Collected data entries:

####################

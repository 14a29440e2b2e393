//! 模拟对象句柄

use crate::behavior::MockBehavior;
use crate::interceptor::MockInterceptor;
use crate::setup::SetupBuilder;
use di_abstractions::Mockable;
use mockbot_common::{MockError, TypeInfo};
use std::fmt;
use std::sync::Arc;
use tracing::warn;

/// 模拟对象句柄
///
/// 持有代理对象和它背后的拦截器；克隆句柄共享同一个模拟对象。
pub struct Mock<T: ?Sized> {
    interceptor: Arc<MockInterceptor>,
    object: Arc<T>,
}

impl<T: Mockable + ?Sized> Mock<T> {
    pub(crate) fn new(behavior: MockBehavior) -> Self {
        let interceptor = Arc::new(MockInterceptor::new(TypeInfo::of::<T>(), behavior));
        let object = T::proxy(interceptor.clone());
        Self {
            interceptor,
            object,
        }
    }

    pub(crate) fn from_parts(interceptor: Arc<MockInterceptor>, object: Arc<T>) -> Self {
        Self {
            interceptor,
            object,
        }
    }

    /// 设置方法行为
    pub fn setup(&self, method: &'static str) -> SetupBuilder {
        if !T::METHODS.contains(&method) {
            warn!(
                "接口 {} 没有方法 {}，该设置永远不会被命中",
                self.interceptor.interface().name,
                method
            );
        }
        SetupBuilder::new(self.interceptor.add_setup(method))
    }
}

impl<T: ?Sized> Mock<T> {
    /// 代理对象
    pub fn object(&self) -> Arc<T> {
        self.object.clone()
    }

    pub fn behavior(&self) -> MockBehavior {
        self.interceptor.behavior()
    }

    /// 方法被调用的次数
    pub fn invocations(&self, method: &str) -> usize {
        self.interceptor.invocations(method)
    }

    pub fn interceptor(&self) -> &Arc<MockInterceptor> {
        &self.interceptor
    }

    /// 验证所有可验证的设置都至少被调用过一次
    pub fn verify(&self) -> Result<(), MockError> {
        into_result(self.interceptor.unmet_expectations(false))
    }

    /// 验证所有设置都至少被调用过一次
    pub fn verify_all(&self) -> Result<(), MockError> {
        into_result(self.interceptor.unmet_expectations(true))
    }
}

impl<T: ?Sized> Clone for Mock<T> {
    fn clone(&self) -> Self {
        Self {
            interceptor: self.interceptor.clone(),
            object: self.object.clone(),
        }
    }
}

impl<T: ?Sized> fmt::Debug for Mock<T> {
    fn fmt(&self, f: &mut fmt::Formatter<'_>) -> fmt::Result {
        f.debug_struct("Mock")
            .field("interface", &self.interceptor.interface().name)
            .field("behavior", &self.interceptor.behavior())
            .finish_non_exhaustive()
    }
}

pub(crate) fn into_result(
    failures: Vec<mockbot_common::UnmetExpectation>,
) -> Result<(), MockError> {
    if failures.is_empty() {
        Ok(())
    } else {
        Err(MockError::VerificationFailed { failures })
    }
}
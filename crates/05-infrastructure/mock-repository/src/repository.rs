//! 模拟对象仓库

use crate::behavior::MockBehavior;
use crate::interceptor::MockInterceptor;
use crate::mock::{into_result, Mock};
use di_abstractions::{Instance, Mockable, TypeDescriptor};
use mockbot_common::{MockError, TypeInfo};
use parking_lot::Mutex;
use std::sync::Arc;
use tracing::{debug, info, warn};

struct TrackedMock {
    interceptor: Arc<MockInterceptor>,
    object: Instance,
}

/// 模拟对象仓库
///
/// 由它创建的每个模拟对象都会被跟踪，[`MockRepository::verify`] 一次检查全部。
pub struct MockRepository {
    behavior: MockBehavior,
    tracked: Mutex<Vec<TrackedMock>>,
}

impl MockRepository {
    pub fn new(behavior: MockBehavior) -> Self {
        Self {
            behavior,
            tracked: Mutex::new(Vec::new()),
        }
    }

    /// 默认的模拟行为
    pub fn behavior(&self) -> MockBehavior {
        self.behavior
    }

    /// 使用仓库默认行为创建模拟对象
    pub fn create<T: Mockable + ?Sized>(&self) -> Mock<T> {
        self.create_with(self.behavior)
    }

    /// 使用指定行为创建模拟对象
    pub fn create_with<T: Mockable + ?Sized>(&self, behavior: MockBehavior) -> Mock<T> {
        let mock = Mock::<T>::new(behavior);
        self.track(mock.interceptor().clone(), Instance::new(mock.object()));
        mock
    }

    /// 按类型描述创建模拟对象
    ///
    /// 描述中没有代理工厂的类型（值类型、字符串、具体结构体等）无法模拟
    pub fn create_erased(&self, descriptor: &TypeDescriptor) -> Result<Instance, MockError> {
        let proxy = descriptor.proxy.ok_or_else(|| MockError::Unmockable {
            type_name: descriptor.name().to_string(),
            reason: format!("{} 类型没有可用的代理", descriptor.shape),
        })?;

        let interceptor = Arc::new(MockInterceptor::new(descriptor.info.clone(), self.behavior));
        let object = proxy(interceptor.clone());
        self.track(interceptor, object.clone());
        Ok(object)
    }

    fn track(&self, interceptor: Arc<MockInterceptor>, object: Instance) {
        debug!(
            "创建模拟对象: {} ({})",
            interceptor.interface().name,
            interceptor.behavior()
        );
        self.tracked.lock().push(TrackedMock {
            interceptor,
            object,
        });
    }

    /// 已创建的模拟对象数量
    pub fn created(&self) -> usize {
        self.tracked.lock().len()
    }

    /// 验证所有模拟对象的可验证设置
    ///
    /// 所有未满足的期望汇总到一个错误里，不会在第一个失败处停止
    pub fn verify(&self) -> Result<(), MockError> {
        self.verify_with(false)
    }

    /// 验证所有模拟对象的全部设置
    pub fn verify_all(&self) -> Result<(), MockError> {
        self.verify_with(true)
    }

    fn verify_with(&self, all: bool) -> Result<(), MockError> {
        let interceptors: Vec<_> = self
            .tracked
            .lock()
            .iter()
            .map(|tracked| tracked.interceptor.clone())
            .collect();

        let failures: Vec<_> = interceptors
            .iter()
            .flat_map(|interceptor| interceptor.unmet_expectations(all))
            .collect();

        if failures.is_empty() {
            info!("模拟对象验证通过，共 {} 个", interceptors.len());
        } else {
            warn!("模拟对象验证失败，{} 个期望未被满足", failures.len());
        }
        into_result(failures)
    }

    /// 对象是否由本仓库创建
    pub fn is_mock<T: ?Sized + 'static>(&self, object: &Arc<T>) -> bool {
        self.find_tracked(object).is_some()
    }

    /// 找回对象对应的模拟句柄
    pub fn find<T: Mockable + ?Sized>(&self, object: &Arc<T>) -> Option<Mock<T>> {
        self.find_tracked(object)
            .map(|(interceptor, object)| Mock::from_parts(interceptor, object))
    }

    fn find_tracked<T: ?Sized + 'static>(
        &self,
        object: &Arc<T>,
    ) -> Option<(Arc<MockInterceptor>, Arc<T>)> {
        let address = Arc::as_ptr(object).cast::<()>();
        let interface = TypeInfo::of::<T>();
        self.tracked
            .lock()
            .iter()
            .filter(|tracked| tracked.interceptor.interface().id == interface.id)
            .find_map(|tracked| {
                let candidate = tracked.object.downcast::<T>()?;
                (Arc::as_ptr(&candidate).cast::<()>() == address)
                    .then(|| (tracked.interceptor.clone(), candidate))
            })
    }
}

impl Default for MockRepository {
    fn default() -> Self {
        Self::new(MockBehavior::default())
    }
}
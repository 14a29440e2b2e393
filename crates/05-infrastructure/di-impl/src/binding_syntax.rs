//! 显式绑定配置语法
//!
//! ```ignore
//! container.bind::<dyn IServiceA>().to::<ServiceA>().in_singleton_scope();
//! container.bind::<dyn IServiceB>().to_method(|ctx| Ok(Arc::new(ServiceB::new(ctx.get()?))));
//! ```

use crate::container::Container;
use crate::providers::{ConstantProvider, MethodProvider, StandardProvider};
use di_abstractions::{
    activate, Binding, Implements, Injectable, Instance, Provider, ResolveContext, Service,
    TypeDescriptor,
};
use mockbot_common::{DependencyError, Lifetime, TypeInfo, TypeShape};
use std::any::TypeId;
use std::marker::PhantomData;
use std::sync::Arc;

/// 服务 `T` 的绑定语法
#[must_use = "绑定语法需要调用 to/to_self/to_method/to_constant 才会生效"]
pub struct BindingSyntax<'c, T: ?Sized> {
    container: &'c Container,
    _service: PhantomData<fn() -> Arc<T>>,
}

impl<'c, T> BindingSyntax<'c, T>
where
    T: Service + ?Sized,
{
    pub(crate) fn new(container: &'c Container) -> Self {
        Self {
            container,
            _service: PhantomData,
        }
    }

    /// 绑定到实现类型，实现类型通过构造注入激活
    pub fn to<U>(self) -> BindingOptions<'c>
    where
        U: Injectable + Implements<T>,
    {
        let descriptor =
            TypeDescriptor::of::<U>(TypeShape::concrete()).with_activator(activate_as::<T, U>);
        self.install(Arc::new(StandardProvider::new(descriptor)))
    }

    /// 绑定到自身
    pub fn to_self(self) -> BindingOptions<'c>
    where
        T: Injectable,
    {
        let descriptor = T::descriptor().with_activator(activate::<T>);
        self.install(Arc::new(StandardProvider::new(descriptor)))
    }

    /// 绑定到工厂回调
    pub fn to_method<F>(self, factory: F) -> BindingOptions<'c>
    where
        F: Fn(&mut ResolveContext<'_>) -> Result<Arc<T>, DependencyError> + Send + Sync + 'static,
    {
        let provider = MethodProvider::new(move |ctx| factory(ctx).map(Instance::new));
        self.install(Arc::new(provider))
    }

    /// 绑定到常量实例
    pub fn to_constant(self, value: Arc<T>) -> BindingOptions<'c> {
        self.install(Arc::new(ConstantProvider::new(Instance::new(value))))
    }

    fn install(self, provider: Arc<dyn Provider>) -> BindingOptions<'c> {
        let service = TypeInfo::of::<T>();
        let id = service.id;
        self.container.add_binding(Binding::new(service, provider));
        BindingOptions {
            container: self.container,
            service: id,
        }
    }
}

/// 绑定完成后的生命周期选项
pub struct BindingOptions<'c> {
    container: &'c Container,
    service: TypeId,
}

impl BindingOptions<'_> {
    /// 首次解析后缓存实例
    pub fn in_singleton_scope(self) -> Self {
        self.container.set_lifetime(self.service, Lifetime::Singleton);
        self
    }

    /// 每次解析都调用提供者（默认）
    pub fn in_transient_scope(self) -> Self {
        self.container.set_lifetime(self.service, Lifetime::Transient);
        self
    }
}

fn activate_as<I, U>(ctx: &mut ResolveContext<'_>) -> Result<Instance, DependencyError>
where
    I: Service + ?Sized,
    U: Injectable + Implements<I>,
{
    let component = Arc::new(U::inject(ctx)?);
    Ok(Instance::new(<U as Implements<I>>::upcast(component)))
}
//! 可模拟接口宏实现

use crate::utils::has_supertrait;
use proc_macro::TokenStream;
use quote::{format_ident, quote};
use syn::{
    parse::Parse, parse::ParseStream, parse_macro_input, parse_quote, punctuated::Punctuated,
    Error, Expr, FnArg, ItemTrait, Lit, Meta, Pat, PatWild, Result, ReturnType, Signature, Token,
    TraitItem,
};

/// 接口形态
#[derive(Debug, Clone, Copy, PartialEq, Eq, Default)]
pub enum MockableKind {
    #[default]
    Interface,
    Abstract,
}

/// 宏参数
#[derive(Debug, Clone, Default)]
pub struct MockableArgs {
    pub kind: MockableKind,
}

impl Parse for MockableArgs {
    fn parse(input: ParseStream<'_>) -> Result<Self> {
        let mut args = MockableArgs::default();

        let parsed = Punctuated::<Meta, Token![,]>::parse_terminated(input)?;

        for meta in parsed {
            match meta {
                Meta::NameValue(nv) if nv.path.is_ident("kind") => {
                    let kind = match &nv.value {
                        Expr::Lit(expr_lit) => match &expr_lit.lit {
                            Lit::Str(lit_str) => lit_str.value(),
                            _ => String::new(),
                        },
                        _ => String::new(),
                    };
                    args.kind = match kind.as_str() {
                        "interface" => MockableKind::Interface,
                        "abstract" => MockableKind::Abstract,
                        _ => {
                            return Err(Error::new_spanned(
                                &nv.value,
                                "kind 只能是 \"interface\" 或 \"abstract\"",
                            ))
                        }
                    };
                }
                other => return Err(Error::new_spanned(other, "不支持的 mockable 参数")),
            }
        }

        Ok(args)
    }
}

/// 实现 #[mockable] 宏
pub fn mockable_impl(args: TokenStream, input: TokenStream) -> TokenStream {
    let args = if args.is_empty() {
        MockableArgs::default()
    } else {
        match syn::parse::<MockableArgs>(args) {
            Ok(args) => args,
            Err(e) => return e.to_compile_error().into(),
        }
    };

    let item = parse_macro_input!(input as ItemTrait);
    match expand(args, item) {
        Ok(expanded) => expanded.into(),
        Err(e) => e.to_compile_error().into(),
    }
}

fn expand(args: MockableArgs, mut item: ItemTrait) -> Result<proc_macro2::TokenStream> {
    if !item.generics.params.is_empty() {
        return Err(Error::new_spanned(
            &item.generics,
            "泛型接口带有未绑定的类型参数，无法自动模拟",
        ));
    }

    ensure_thread_safe(&mut item);

    let trait_name = &item.ident;
    let vis = &item.vis;
    let proxy_name = format_ident!("{}MockProxy", trait_name);

    let mut method_names = Vec::new();
    let mut proxy_methods = Vec::new();
    for trait_item in &item.items {
        if let TraitItem::Fn(method) = trait_item {
            let name = method.sig.ident.to_string();
            proxy_methods.push(proxy_method(&method.sig, &name)?);
            method_names.push(name);
        }
    }

    let shape = match args.kind {
        MockableKind::Interface => quote! { ::mockbot::TypeShape::interface() },
        MockableKind::Abstract => quote! { ::mockbot::TypeShape::abstract_type() },
    };

    Ok(quote! {
        #item

        #[doc(hidden)]
        #vis struct #proxy_name {
            interceptor: ::std::sync::Arc<dyn ::mockbot::Interceptor>,
        }

        impl #trait_name for #proxy_name {
            #(#proxy_methods)*
        }

        impl ::mockbot::Service for dyn #trait_name {
            fn descriptor() -> ::mockbot::TypeDescriptor {
                ::mockbot::TypeDescriptor::of::<dyn #trait_name>(#shape)
                    .with_proxy(::mockbot::proxy_instance::<dyn #trait_name>)
            }
        }

        impl ::mockbot::Mockable for dyn #trait_name {
            const METHODS: &'static [&'static str] = &[#(#method_names),*];

            fn proxy(
                interceptor: ::std::sync::Arc<dyn ::mockbot::Interceptor>,
            ) -> ::std::sync::Arc<Self> {
                ::std::sync::Arc::new(#proxy_name { interceptor })
            }
        }
    })
}

/// 补上缺少的 `Send + Sync` 父 trait
fn ensure_thread_safe(item: &mut ItemTrait) {
    let needs_send = !has_supertrait(&item.supertraits, "Send");
    let needs_sync = !has_supertrait(&item.supertraits, "Sync");

    if needs_send || needs_sync {
        item.colon_token.get_or_insert_with(Default::default);
    }
    if needs_send {
        item.supertraits.push(parse_quote!(::core::marker::Send));
    }
    if needs_sync {
        item.supertraits.push(parse_quote!(::core::marker::Sync));
    }
}

/// 生成转发到拦截器的代理方法
fn proxy_method(sig: &Signature, name: &str) -> Result<proc_macro2::TokenStream> {
    if sig.receiver().is_none() {
        return Err(Error::new_spanned(
            sig,
            "可模拟接口的方法必须带有 self 接收者",
        ));
    }
    if !sig.generics.params.is_empty() {
        return Err(Error::new_spanned(
            &sig.generics,
            "泛型方法无法通过接口对象调用，不能模拟",
        ));
    }
    if sig.asyncness.is_some() {
        return Err(Error::new_spanned(sig, "暂不支持异步方法"));
    }

    let mut sig = sig.clone();
    for input in sig.inputs.iter_mut() {
        if let FnArg::Typed(pat_type) = input {
            pat_type.attrs.clear();
            *pat_type.pat = Pat::Wild(PatWild {
                attrs: Vec::new(),
                underscore_token: Default::default(),
            });
        }
    }

    let ret = match &sig.output {
        ReturnType::Default => quote! { () },
        ReturnType::Type(_, ty) => quote! { #ty },
    };

    Ok(quote! {
        #sig {
            ::mockbot::dispatch::<#ret>(&*self.interceptor, #name)
        }
    })
}
//! 模拟对象调用拦截器

use crate::behavior::MockBehavior;
use crate::setup::Setup;
use di_abstractions::Interceptor;
use mockbot_common::{MockError, TypeInfo, UnmetExpectation};
use parking_lot::Mutex;
use std::any::Any;
use std::sync::Arc;
use tracing::{trace, warn};

/// 模拟对象的调用拦截器
///
/// 记录每一次调用；同一方法只保留最新的设置。
pub struct MockInterceptor {
    interface: TypeInfo,
    behavior: MockBehavior,
    setups: Mutex<Vec<Arc<Setup>>>,
    invocations: Mutex<Vec<&'static str>>,
}

impl MockInterceptor {
    pub fn new(interface: TypeInfo, behavior: MockBehavior) -> Self {
        Self {
            interface,
            behavior,
            setups: Mutex::new(Vec::new()),
            invocations: Mutex::new(Vec::new()),
        }
    }

    pub fn interface(&self) -> &TypeInfo {
        &self.interface
    }

    pub fn behavior(&self) -> MockBehavior {
        self.behavior
    }

    /// 为方法添加设置，替换该方法原有的设置
    pub(crate) fn add_setup(&self, method: &'static str) -> Arc<Setup> {
        let setup = Arc::new(Setup::new(method));
        let mut setups = self.setups.lock();
        setups.retain(|existing| existing.method() != method);
        setups.push(setup.clone());
        setup
    }

    /// 方法被调用的次数（无论是否有设置）
    pub fn invocations(&self, method: &str) -> usize {
        self.invocations
            .lock()
            .iter()
            .filter(|invoked| **invoked == method)
            .count()
    }

    /// 全部调用记录，按调用顺序
    pub fn invocation_log(&self) -> Vec<&'static str> {
        self.invocations.lock().clone()
    }

    /// 未满足的期望
    ///
    /// `all` 为 `false` 时只检查可验证的设置，为 `true` 时检查全部设置
    pub fn unmet_expectations(&self, all: bool) -> Vec<UnmetExpectation> {
        self.setups
            .lock()
            .iter()
            .filter(|setup| all || setup.is_verifiable())
            .filter(|setup| setup.calls() == 0)
            .map(|setup| UnmetExpectation::new(self.interface.name.clone(), setup.method()))
            .collect()
    }
}

impl Interceptor for MockInterceptor {
    fn intercept(&self, method: &'static str) -> Result<Option<Box<dyn Any + Send>>, MockError> {
        trace!("拦截调用: {}::{}", self.interface.name, method);
        self.invocations.lock().push(method);

        let setup = self
            .setups
            .lock()
            .iter()
            .find(|setup| setup.method() == method)
            .cloned();

        match setup {
            Some(setup) => Ok(setup.invoke()),
            None if self.behavior.is_strict() => {
                warn!("严格模式下调用了未设置的方法: {}::{}", self.interface.name, method);
                Err(MockError::UnexpectedCall {
                    interface: self.interface.name.clone(),
                    method: method.to_string(),
                })
            }
            None => Ok(None),
        }
    }

    fn interface_name(&self) -> &str {
        &self.interface.name
    }
}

####################

From the entries above, copy every line where the word "ResolveContext" shows up.

Exercise result:
    activate, Binding, Implements, Injectable, Instance, Provider, ResolveContext, Service,
        F: Fn(&mut ResolveContext<'_>) -> Result<Arc<T>, DependencyError> + Send + Sync + 'static,
fn activate_as<I, U>(ctx: &mut ResolveContext<'_>) -> Result<Instance, DependencyError>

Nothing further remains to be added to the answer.